Newcastle University seek data going back to 1997/98 to have sufficient time before the implementation of patient choice (of provider) to allow a trend analysis, and also to allow a comparison with data at Newcastle University from NHS Scotland. The researchers need national data as patient choice is a national policy, additionally it will be important to identify regional variations in effects of the policy on treatment access equality. The lowest level of coding within the extract to allow consideration of regional variation will be at Clinical Commissioning Group level. GP Practice code will not be provided. Newcastle University have researched in detail to identify what they think are the key procedures in terms of them being high volume and likely to be informative on measures of equality. There is a requirement for sensitive data such as diagnostic information, these will only be used to measure levels of co-morbidity. The data will be transferred to Newcastle University using Secure Electronic File Transfer. The data will be stored in the University’s Filestore, managed by the University’s IT Service, and located in the University’s restricted access data centre (mirrored between the on-site and off-site data centres using dedicated fibre connections). All hardware used to deliver the data centre infrastructure (on-site and off-site) is exclusively owned by Newcastle University. All organisations party to this agreement must comply with the Data Sharing Framework Contract requirements, including those regarding the use (and purposes of that use) by “Personnel” (as defined within the Data Sharing Framework Contract i.e.: employees, agents and contractors of the Data Recipient who may have access to that data).

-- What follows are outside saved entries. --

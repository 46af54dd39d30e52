//! Tab completion of command names.

use crate::trie::PrefixTree;
use tracing::debug;

/// Source of completion candidates for the line editor.
pub trait Complete {
    /// Candidates for the current, unsubmitted input. Empty when nothing matches.
    fn complete(&self, input: &str) -> Vec<String>;
}

/// Completes command names stored in a [`PrefixTree`].
///
/// The policy works at word granularity:
/// - empty input never completes, so a bare tab doesn't list every command;
/// - when all matches continue with the same next character, only the first of them is
///   offered, and the editor completes straight to it;
/// - when matches diverge right after the input, every match is offered, in group order.
pub struct CommandCompleter<'a> {
    tree: &'a PrefixTree,
}

impl<'a> CommandCompleter<'a> {
    pub fn new(tree: &'a PrefixTree) -> Self {
        Self { tree }
    }
}

impl Complete for CommandCompleter<'_> {
    fn complete(&self, input: &str) -> Vec<String> {
        if input.is_empty() {
            return Vec::new();
        }

        let mut groups = self.tree.words_starting_with_grouped(input);
        debug!(input, groups = groups.len(), "completing command name");
        match groups.len() {
            0 => Vec::new(),
            1 => groups.swap_remove(0).into_iter().take(1).collect(),
            _ => groups.into_iter().flatten().collect(),
        }
    }
}
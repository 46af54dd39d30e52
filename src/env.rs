use crate::command::ExitCode;
use std::collections::HashMap;
use std::env as stdenv;
use std::path::PathBuf;

/// The shell's view of the process environment.
///
/// `current_dir` is the shell's working directory. The process working directory is never
/// changed; spawned commands and relative redirection targets use this one instead.
#[derive(Debug, Clone)]
pub struct Environment {
    /// Variables passed on to spawned commands (PATH, HOME, ...).
    pub vars: HashMap<String, String>,
    pub current_dir: PathBuf,
    /// Set by `exit`; the session ends after the current command.
    pub should_exit: bool,
    /// Status the session ends with.
    pub exit_code: ExitCode,
}

impl Environment {
    /// Capture the variables and working directory of the current process.
    pub fn new() -> Self {
        let vars = stdenv::vars().collect();
        let current_dir = stdenv::current_dir().unwrap_or_else(|_| PathBuf::from("."));
        Self::with_vars(vars, current_dir)
    }

    /// An environment with exactly the given variables, independent of the process.
    pub fn with_vars(vars: HashMap<String, String>, current_dir: PathBuf) -> Self {
        Self {
            vars,
            current_dir,
            should_exit: false,
            exit_code: 0,
        }
    }

    pub fn get_var(&self, key: &str) -> Option<&str> {
        self.vars.get(key).map(String::as_str)
    }

}

impl Default for Environment {
    fn default() -> Self {
        Self::new()
    }
}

The data will not be linked with any record level data. There will be no requirement nor attempt to re-identify individuals from the data. The data will not be made available to any third parties other than those specified except in the form of aggregated outputs with small numbers suppressed in line with the HES Analysis Guide.


Project 3 — DARS-NIC-148471-FR43L

Opt outs honoured: No - consent provided by participants of research study (Consent (Reasonable Expectation))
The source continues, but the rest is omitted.